Reputation: 39
I'm working on a program to read in various text files and display them without having to read the entire file to memory.
A brief description of what I want the program to do:
What I want is to tailor the program to be memory-efficient and handle large files without fizzling out. I was looking at BufferedReaders but there doesn't seem to be a dependable way of backwards traversal. I was originally looking at how mark() and reset() functioned but I couldn't find a class that could set multiple marks.
I'm wondering if anybody could help me out and give me a few pointers towards some useful classes I could use. I was starting to poke around NIO classes like ByteBuffers and CharBuffers but I'm rather lost as to how I could implement them towards what I want to accomplish.
Thanks!
Upvotes: 2
Views: 648
Reputation: 29436
Random access to a file is available in Java. So you can surf through the bytes of a file pretty easily, and have a region of file mapped to memory at a time.
You can have a Deque<E>
implementation for readable region. Then you can add/remove data chunks or "lines" from both ends, to represent a visual data scroll.

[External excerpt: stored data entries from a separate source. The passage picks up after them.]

//! Backpointer-based path reconstruction.

use std::collections::HashMap;

use crate::graph::{ConnectionId, StopId};

use super::search::{Leg, SearchError};

/// Backpointer recorded for each discovered stop: the stop it was best
/// reached from and the connection used. The start stop carries (none, none).
#[derive(Debug, Clone, Copy, Default)]
pub(crate) struct Backpointer {
    pub prev: Option<StopId>,
    pub connection: Option<ConnectionId>,
}

/// Walk backpointers from `goal` to the start, producing the ordered leg
/// sequence from start to goal.
///
/// Fails with [`SearchError::UndiscoveredGoal`] if `goal` never entered the
/// backpointer map; callers must have checked reachability first.
pub(crate) fn reconstruct_path(
    came_from: &HashMap<StopId, Backpointer>,
    goal: StopId,
) -> Result<Vec<Leg>, SearchError> {
    let mut legs = Vec::new();
    let mut cursor = goal;

    loop {
        let back = came_from
            .get(&cursor)
            .ok_or(SearchError::UndiscoveredGoal)?;
        match (back.prev, back.connection) {
            (Some(prev), Some(connection)) => {
                legs.push(Leg {
                    from: prev,
                    connection,
                });
                cursor = prev;
            }
            // (none, none): reached the start.
            _ => break,
        }
    }

    legs.reverse();
    Ok(legs)
}
//! The time-expanded transit graph.
//!
//! Stops are held in an arena owned by [`Graph`] and addressed by [`StopId`];
//! connections refer to their destination by id rather than by pointer, which
//! sidesteps the Stop ↔ Connection ownership cycle. The graph is built once
//! from normalized records and is read-only afterwards, so independent
//! searches may share a `&Graph` across threads.

use std::collections::HashMap;
use std::hash::{Hash, Hasher};

use crate::domain::ClockTime;

/// Handle to a stop in a [`Graph`]'s arena.
///
/// Ids are only meaningful for the graph that issued them.
#[derive(Debug, Clone, Copy, PartialEq, Eq, Hash, PartialOrd, Ord)]
pub struct StopId(usize);

/// Handle to a connection: the stop it departs from plus its position in
/// that stop's outgoing list.
#[derive(Debug, Clone, Copy, PartialEq, Eq, Hash)]
pub struct ConnectionId {
    pub(crate) stop: StopId,
    pub(crate) index: usize,
}

/// A named transit location.
///
/// Two stops are equal, and hash identically, iff their names are equal.
/// Coordinates are deliberately excluded: raw timetables record slightly
/// different coordinates for the same named stop across rows, and lookups
/// keyed on a stop must not be sensitive to that.
#[derive(Debug, Clone)]
pub struct Stop {
    name: String,
    latitude: f64,
    longitude: f64,
    outgoing: Vec<Connection>,
}

impl Stop {
    /// The stop's name, its unique identifier.
    pub fn name(&self) -> &str {
        &self.name
    }

    pub fn latitude(&self) -> f64 {
        self.latitude
    }

    pub fn longitude(&self) -> f64 {
        self.longitude
    }

    /// Outgoing connections, in load order. The order carries no meaning.
    pub fn outgoing(&self) -> &[Connection] {
        &self.outgoing
    }
}

impl PartialEq for Stop {
    fn eq(&self, other: &Self) -> bool {
        self.name == other.name
    }
}

impl Eq for Stop {}

impl Hash for Stop {
    fn hash<H: Hasher>(&self, state: &mut H) {
        self.name.hash(state);
    }
}

/// One scheduled vehicle leg.
///
/// A connection does not store its own origin; origin is implied by which
/// stop's outgoing list holds it. `arrival` may be numerically less than
/// `departure` when the leg crosses midnight.
#[derive(Debug, Clone, PartialEq, Eq)]
pub struct Connection {
    /// Line or route identifier.
    pub line: String,
    pub departure: ClockTime,
    pub arrival: ClockTime,
    /// The stop this leg arrives at.
    pub to: StopId,
}

/// One normalized timetable record, the input to [`Graph::from_records`].
///
/// Times must already be minute-of-day values and coordinates already
/// de-duplicated; the loader guarantees both before records reach the graph.
#[derive(Debug, Clone)]
pub struct ConnectionRecord {
    pub line: String,
    pub departure: ClockTime,
    pub arrival: ClockTime,
    pub from_name: String,
    pub to_name: String,
    pub from_lat: f64,
    pub from_lon: f64,
    pub to_lat: f64,
    pub to_lon: f64,
}

/// The full set of stops, keyed by name.
#[derive(Debug, Clone, Default)]
pub struct Graph {
    stops: Vec<Stop>,
    by_name: HashMap<String, StopId>,
}

impl Graph {
    /// Build a graph from normalized records.
    ///
    /// For each record the destination and origin stops are looked up or
    /// created by name, then the connection is appended to the origin's
    /// outgoing list. Stops are created lazily and shared across every
    /// record that mentions them. No validation happens here.
    pub fn from_records(records: impl IntoIterator<Item = ConnectionRecord>) -> Self {
        let mut graph = Graph::default();

        for record in records {
            let to = graph.intern(&record.to_name, record.to_lat, record.to_lon);
            let from = graph.intern(&record.from_name, record.from_lat, record.from_lon);

            graph.stops[from.0].outgoing.push(Connection {
                line: record.line,
                departure: record.departure,
                arrival: record.arrival,
                to,
            });
        }

        graph
    }

    fn intern(&mut self, name: &str, latitude: f64, longitude: f64) -> StopId {
        if let Some(&id) = self.by_name.get(name) {
            return id;
        }

        let id = StopId(self.stops.len());
        self.stops.push(Stop {
            name: name.to_owned(),
            latitude,
            longitude,
            outgoing: Vec::new(),
        });
        self.by_name.insert(name.to_owned(), id);
        id
    }

    /// Look up a stop id by name. Lookup is exact; the loader stores names
    /// as they appear in the timetable.
    pub fn stop_id(&self, name: &str) -> Option<StopId> {
        self.by_name.get(name).copied()
    }

    /// The stop behind an id issued by this graph.
    pub fn stop(&self, id: StopId) -> &Stop {
        &self.stops[id.0]
    }

    /// Outgoing connections of a stop.
    pub fn outgoing(&self, id: StopId) -> &[Connection] {
        self.stop(id).outgoing()
    }

    /// The connection behind an id issued by this graph.
    pub fn connection(&self, id: ConnectionId) -> &Connection {
        &self.stop(id.stop).outgoing()[id.index]
    }

    /// Number of distinct stops.
    pub fn stop_count(&self) -> usize {
        self.stops.len()
    }

    /// Total number of connections across all stops.
    pub fn connection_count(&self) -> usize {
        self.stops.iter().map(|s| s.outgoing.len()).sum()
    }

    pub fn is_empty(&self) -> bool {
        self.stops.is_empty()
    }

    /// Iterate over all stops with their ids.
    pub fn stops(&self) -> impl Iterator<Item = (StopId, &Stop)> {
        self.stops.iter().enumerate().map(|(i, s)| (StopId(i), s))
    }
}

If the "lines" are defined the characters that fit the width of the visual display (such as a console window), then you might just keep loading next x bytes/characters, and removing previous x bytes/characters.

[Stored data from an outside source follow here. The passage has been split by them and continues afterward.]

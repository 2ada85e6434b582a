//! Human-readable itinerary formatting.
//!
//! A raw route lists every intermediate leg. Riders care about boardings:
//! consecutive legs on the same line collapse into a single row telling them
//! where to get on, when it departs, where to get off and when it arrives.

use std::fmt::Write;

use crate::domain::ClockTime;
use crate::graph::Graph;
use crate::planner::Route;

/// One boarding: a contiguous ride on a single line.
#[derive(Debug, Clone, PartialEq, Eq)]
pub struct BoardingGroup {
    pub line: String,
    pub board_stop: String,
    pub departure: ClockTime,
    pub alight_stop: String,
    pub arrival: ClockTime,
}

/// Collapse consecutive same-line legs of a route into boarding groups.
pub fn boarding_groups(graph: &Graph, route: &Route) -> Vec<BoardingGroup> {
    let mut groups: Vec<BoardingGroup> = Vec::new();

    for leg in &route.legs {
        let connection = graph.connection(leg.connection);
        let alight_stop = graph.stop(connection.to).name().to_string();

        match groups.last_mut() {
            Some(group) if group.line == connection.line => {
                group.alight_stop = alight_stop;
                group.arrival = connection.arrival;
            }
            _ => {
                groups.push(BoardingGroup {
                    line: connection.line.clone(),
                    board_stop: graph.stop(leg.from).name().to_string(),
                    departure: connection.departure,
                    alight_stop,
                    arrival: connection.arrival,
                });
            }
        }
    }

    groups
}

/// Render boarding groups as an aligned table.
pub fn format_schedule(groups: &[BoardingGroup]) -> String {
    let mut out = String::new();
    let _ = writeln!(
        out,
        "{:<10} {:<40} {:<15} {:<40} {:<15}",
        "Line", "Board at", "Departure", "Alight at", "Arrival"
    );

    for group in groups {
        let _ = writeln!(
            out,
            "{:<10} {:<40} {:<15} {:<40} {:<15}",
            group.line,
            group.board_stop,
            group.departure.to_string(),
            group.alight_stop,
            group.arrival.to_string()
        );
    }

    out
}
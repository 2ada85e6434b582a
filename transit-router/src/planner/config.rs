//! Tunable constants for the cost and heuristic strategies.

/// Configuration for the cost/heuristic strategies.
///
/// All strategy constants flow through this struct; nothing reads
/// process-wide state.
#[derive(Debug, Clone)]
pub struct CostConfig {
    /// Assumed average network speed in km/h, used by the time-minimizing
    /// heuristic. The heuristic is a lower bound only insofar as no
    /// connection effectively moves faster than this.
    pub average_speed_kmh: f64,

    /// Weight applied to the geodesic distance in the line-change heuristic.
    pub change_heuristic_weight: f64,

    /// Maximum acceptable wait before boarding, in minutes, under the
    /// line-change criterion. Connections requiring a longer wait are
    /// pruned (infinite edge cost).
    pub max_wait_mins: u16,
}

impl CostConfig {
    /// Create a configuration with the given parameters.
    pub fn new(average_speed_kmh: f64, change_heuristic_weight: f64, max_wait_mins: u16) -> Self {
        Self {
            average_speed_kmh,
            change_heuristic_weight,
            max_wait_mins,
        }
    }

    /// The assumed speed converted to km per minute, the unit edge costs
    /// are measured in.
    pub fn speed_km_per_min(&self) -> f64 {
        self.average_speed_kmh / 60.0
    }
}

impl Default for CostConfig {
    fn default() -> Self {
        Self {
            average_speed_kmh: 4.85,
            change_heuristic_weight: 0.25,
            max_wait_mins: 120,
        }
    }
}
//! Best-first journey planning.
//!
//! One generalized A* engine serves both optimization criteria; the
//! cost/heuristic pair is the pluggable part. With a zero heuristic the loop
//! degenerates to uniform-cost (Dijkstra) search.

mod config;
mod cost;
mod frontier;
mod path;
mod search;

pub use config::CostConfig;
pub use cost::{CostModel, Criterion};
pub use frontier::{Frontier, FrontierEntry};
pub use search::{Leg, Route, Router, SearchError};
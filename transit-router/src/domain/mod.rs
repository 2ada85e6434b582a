//! Domain value types for the transit router.
//!
//! These types represent validated timetable data. Invariants are enforced
//! at construction time, so code that receives these values can trust them.

mod time;

pub use time::{ClockTime, MINUTES_PER_DAY, TimeError};
use crate::{
    error::Result,
    profile::QueryProfile,
    simd::{Aligned16, LANES, Vector, all_eq, lane_max},
    smith_waterman::{
        GapPenalties,
        ends::{AlignmentEnd, AlignmentEnds, ColumnBests, Scan},
    },
};

use super::gaps::propagate_deletions;

/// Gap penalties broadcast to every lane
#[derive(Debug, Clone, Copy)]
pub(crate) struct Penalties<V: Vector> {
    pub insertion_open: V,
    pub insertion_extend: V,
    pub deletion_open: V,
    pub deletion_extend: V,
}

impl<V: Vector> Penalties<V> {
    #[inline(always)]
    pub unsafe fn splat(gaps: &GapPenalties) -> Self {
        unsafe {
            Self {
                insertion_open: V::splat_u8(gaps.insertion_open),
                insertion_extend: V::splat_u8(gaps.insertion_extend),
                deletion_open: V::splat_u8(gaps.deletion_open),
                deletion_extend: V::splat_u8(gaps.deletion_extend),
            }
        }
    }
}

fn try_filled<T: Clone>(len: usize, value: T) -> Result<Vec<T>> {
    let mut buffer = Vec::new();
    buffer.try_reserve_exact(len)?;
    buffer.resize(len, value);
    Ok(buffer)
}

/// Scores `reference` (already encoded) against the striped `profile`, one reference position
/// per outer iteration.
///
/// Per column, for each segment `j`:
///
/// ```text
/// H = max(H_diag + profile[j] - bias, E[j], F)
/// E[j] = max(E[j] - insertion_extend, H - insertion_open)
/// F = max(F - deletion_extend, H - deletion_open)
/// ```
///
/// followed by the lazy F loop. Column maxima only consider lanes holding a read position.
///
/// # Safety
///
/// `V` must be supported by the running CPU
#[inline(always)]
pub(crate) unsafe fn striped_smith_waterman<V: Vector>(
    reference: &[u8],
    gaps: &GapPenalties,
    profile: &QueryProfile,
) -> Result<Scan> {
    let segment_count = profile.segment_count();
    let read_len = profile.query_len();

    let mut columns = ColumnBests::with_capacity(reference.len())?;
    let mut best = AlignmentEnd::default();
    let mut lazy_updates = 0usize;

    unsafe {
        let zero = V::zero();
        let bias = V::splat_u8(profile.bias());
        let penalties = Penalties::<V>::splat(gaps);

        let mut h_store = try_filled(segment_count, zero)?;
        let mut h_load = try_filled(segment_count, zero)?;
        let mut e = try_filled(segment_count, zero)?;

        let mut max_score = zero;
        let mut max_mark = zero;

        for (i, &symbol) in reference.iter().enumerate() {
            let row = profile.row_index(symbol as usize);

            let mut f = zero;
            // Diagonal of segment 0 is the last segment of the previous column, one lane down
            let mut h = h_store[segment_count - 1].shift_right_u8::<1>();
            std::mem::swap(&mut h_store, &mut h_load);

            for j in 0..segment_count {
                h = h.adds_u8(V::from_aligned(&row[j])).subs_u8(bias);
                h = h.max_u8(e[j]).max_u8(f);
                max_score = max_score.max_u8(h);
                h_store[j] = h;

                e[j] = e[j]
                    .subs_u8(penalties.insertion_extend)
                    .max_u8(h.subs_u8(penalties.insertion_open));
                f = f
                    .subs_u8(penalties.deletion_extend)
                    .max_u8(h.subs_u8(penalties.deletion_open));

                h = h_load[j];
            }

            lazy_updates +=
                propagate_deletions(f, &mut h_store, &mut e, &penalties, &mut max_score);

            let (column_max, read_end) = column_best(&h_store, profile.lane_masks());

            let previous_mark = max_mark;
            max_mark = max_mark.max_u8(max_score);
            if !all_eq(max_mark, previous_mark) && column_max > best.score {
                best = AlignmentEnd {
                    score: column_max,
                    reference_end: i + 1,
                    read_end,
                };
            }

            columns.push(column_max, read_end);
        }
    }

    let second_best = columns.second_best(&best, read_len);

    log::debug!(
        "scanned {} reference positions over {} segments ({} lazy F updates), best {:?}, second best {:?}",
        reference.len(),
        segment_count,
        lazy_updates,
        best,
        second_best
    );
    if log::log_enabled!(log::Level::Trace) {
        log::trace!("column maxima: {:?}", columns.scores());
    }

    Ok(Scan {
        ends: AlignmentEnds { best, second_best },
        columns,
    })
}

/// Highest score in the column and its 1-based read position, ignoring padding lanes. Ties go to
/// the earliest segment, then the lowest lane.
#[inline(always)]
unsafe fn column_best<V: Vector>(
    h_store: &[V],
    lane_masks: &[Aligned16<[u8; LANES]>],
) -> (u8, usize) {
    unsafe {
        let mut column_max = V::zero();
        for (h, mask) in h_store.iter().zip(lane_masks) {
            column_max = column_max.max_u8(h.and(V::from_aligned(mask)));
        }
        let (target, _) = lane_max(column_max);
        if target == 0 {
            return (0, 0);
        }

        let segment_count = h_store.len();
        for (j, (h, mask)) in h_store.iter().zip(lane_masks).enumerate() {
            let (value, lane) = lane_max(h.and(V::from_aligned(mask)));
            if value == target {
                return (target, lane * segment_count + j + 1);
            }
        }
        (target, 0)
    }
}
use crate::alphabet::{ALPHABET_SIZE, Symbol};

/// Ambiguity codes and the bases they are compatible with. Note that `S` is treated as A or T.
const AMBIGUITY_CODES: [(Symbol, &[Symbol]); 9] = [
    (Symbol::K, &[Symbol::G, Symbol::T]),
    (Symbol::M, &[Symbol::A, Symbol::C]),
    (Symbol::R, &[Symbol::A, Symbol::G]),
    (Symbol::Y, &[Symbol::C, Symbol::T]),
    (Symbol::S, &[Symbol::A, Symbol::T]),
    (Symbol::B, &[Symbol::C, Symbol::G, Symbol::T]),
    (Symbol::V, &[Symbol::A, Symbol::C, Symbol::G]),
    (Symbol::H, &[Symbol::A, Symbol::C, Symbol::T]),
    (Symbol::D, &[Symbol::A, Symbol::G, Symbol::T]),
];

/// Symmetric match/mismatch weights over the alphabet
#[derive(Debug, Clone, PartialEq, Eq)]
pub struct ScoringMatrix {
    weights: [[i16; ALPHABET_SIZE]; ALPHABET_SIZE],
}

impl ScoringMatrix {
    pub fn new(match_score: u8, mismatch_penalty: u8) -> Self {
        let match_score = match_score as i16;
        let mismatch = -(mismatch_penalty as i16);

        let mut weights = [[mismatch; ALPHABET_SIZE]; ALPHABET_SIZE];
        for (i, row) in weights.iter_mut().enumerate() {
            row[i] = match_score;
        }

        for (code, bases) in AMBIGUITY_CODES {
            for base in bases {
                weights[code.index()][base.index()] = match_score;
                weights[base.index()][code.index()] = match_score;
            }
        }

        Self { weights }
    }

    #[inline(always)]
    pub fn get(&self, a: Symbol, b: Symbol) -> i16 {
        self.weights[a.index()][b.index()]
    }

    #[inline(always)]
    pub(crate) fn get_index(&self, a: usize, b: usize) -> i16 {
        self.weights[a][b]
    }
}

Otherwise, you may need to scan ahead, and build some metadata about the file, noting down the positions of lines, or other interesting structures within the file. Then you can use this metadata to quickly navigate the file.
Upvotes: 3
Reputation: 51445
Back in the olden days of computing (1980's), this is exactly how we had to process large files for display.
Basically, you need an input method that can read specified lines from a file. Something like
List<String> block = readFile(file, 51, 100);
which would read the 51st through 100th lines of the file.

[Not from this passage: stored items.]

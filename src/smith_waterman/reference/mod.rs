mod algorithm;

pub use algorithm::smith_waterman;
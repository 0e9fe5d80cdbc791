use super::{Aligned16, LANES};

/// Loop based fallback, producing the same results as the native implementations
#[derive(Debug, Clone, Copy, PartialEq, Eq)]
#[repr(C, align(16))]
pub struct PortableVector([u8; LANES]);

impl PortableVector {
    #[inline(always)]
    fn zip(self, other: Self, f: impl Fn(u8, u8) -> u8) -> Self {
        Self(std::array::from_fn(|i| f(self.0[i], other.0[i])))
    }
}

impl super::Vector for PortableVector {
    #[inline]
    fn is_available() -> bool {
        true
    }

    #[inline(always)]
    unsafe fn zero() -> Self {
        Self([0; LANES])
    }

    #[inline(always)]
    unsafe fn splat_u8(value: u8) -> Self {
        Self([value; LANES])
    }

    #[inline(always)]
    unsafe fn from_aligned(data: &Aligned16<[u8; LANES]>) -> Self {
        Self(data.0)
    }

    #[inline(always)]
    unsafe fn from_array(arr: [u8; LANES]) -> Self {
        Self(arr)
    }

    #[inline(always)]
    unsafe fn to_array(self) -> [u8; LANES] {
        self.0
    }

    #[inline(always)]
    unsafe fn adds_u8(self, other: Self) -> Self {
        self.zip(other, u8::saturating_add)
    }

    #[inline(always)]
    unsafe fn subs_u8(self, other: Self) -> Self {
        self.zip(other, u8::saturating_sub)
    }

    #[inline(always)]
    unsafe fn max_u8(self, other: Self) -> Self {
        self.zip(other, u8::max)
    }

    #[inline(always)]
    unsafe fn and(self, other: Self) -> Self {
        self.zip(other, |a, b| a & b)
    }

    #[inline(always)]
    unsafe fn eq_u8(self, other: Self) -> Self {
        self.zip(other, |a, b| if a == b { 0xFF } else { 0x00 })
    }

    #[inline(always)]
    unsafe fn movemask_u8(self) -> u16 {
        self.0
            .iter()
            .enumerate()
            .fold(0u16, |mask, (lane, &value)| mask | (((value >> 7) as u16) << lane))
    }

    #[inline(always)]
    unsafe fn shift_right_u8<const L: i32>(self) -> Self {
        let shift = L as usize;
        Self(std::array::from_fn(|i| {
            if i >= shift { self.0[i - shift] } else { 0 }
        }))
    }

    #[inline(always)]
    unsafe fn shift_left_u8<const L: i32>(self) -> Self {
        let shift = L as usize;
        Self(std::array::from_fn(|i| {
            if i + shift < LANES { self.0[i + shift] } else { 0 }
        }))
    }
}
pub const MATCH_SCORE: u8 = 2;
pub const MISMATCH_PENALTY: u8 = 2;

pub const INSERTION_OPEN_PENALTY: u8 = 3;
pub const INSERTION_EXTEND_PENALTY: u8 = 1;
pub const DELETION_OPEN_PENALTY: u8 = 3;
pub const DELETION_EXTEND_PENALTY: u8 = 1;

/// Must be at least [`MISMATCH_PENALTY`] so no profile entry is negative
pub const BIAS: u8 = 2;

I see two ways you could accomplish this.
Read from the beginning of the file each time, skipping the first nth records and retrieving 50 (or some other number) strings.
Read the file once, and break it up into x files of length 50 (or some other number). Read your temporary files to get blocks of strings.
Either way, you would keep 3 blocks in memory; the current block, the previous block and the next block.
As you move forward through the strings, the current block becomes the previous block, the next block becomes the current block, and you read a new next block.
As you move backward through the strings, the current block becomes the next block, the previous block becomes the current block, and you read a new previous block.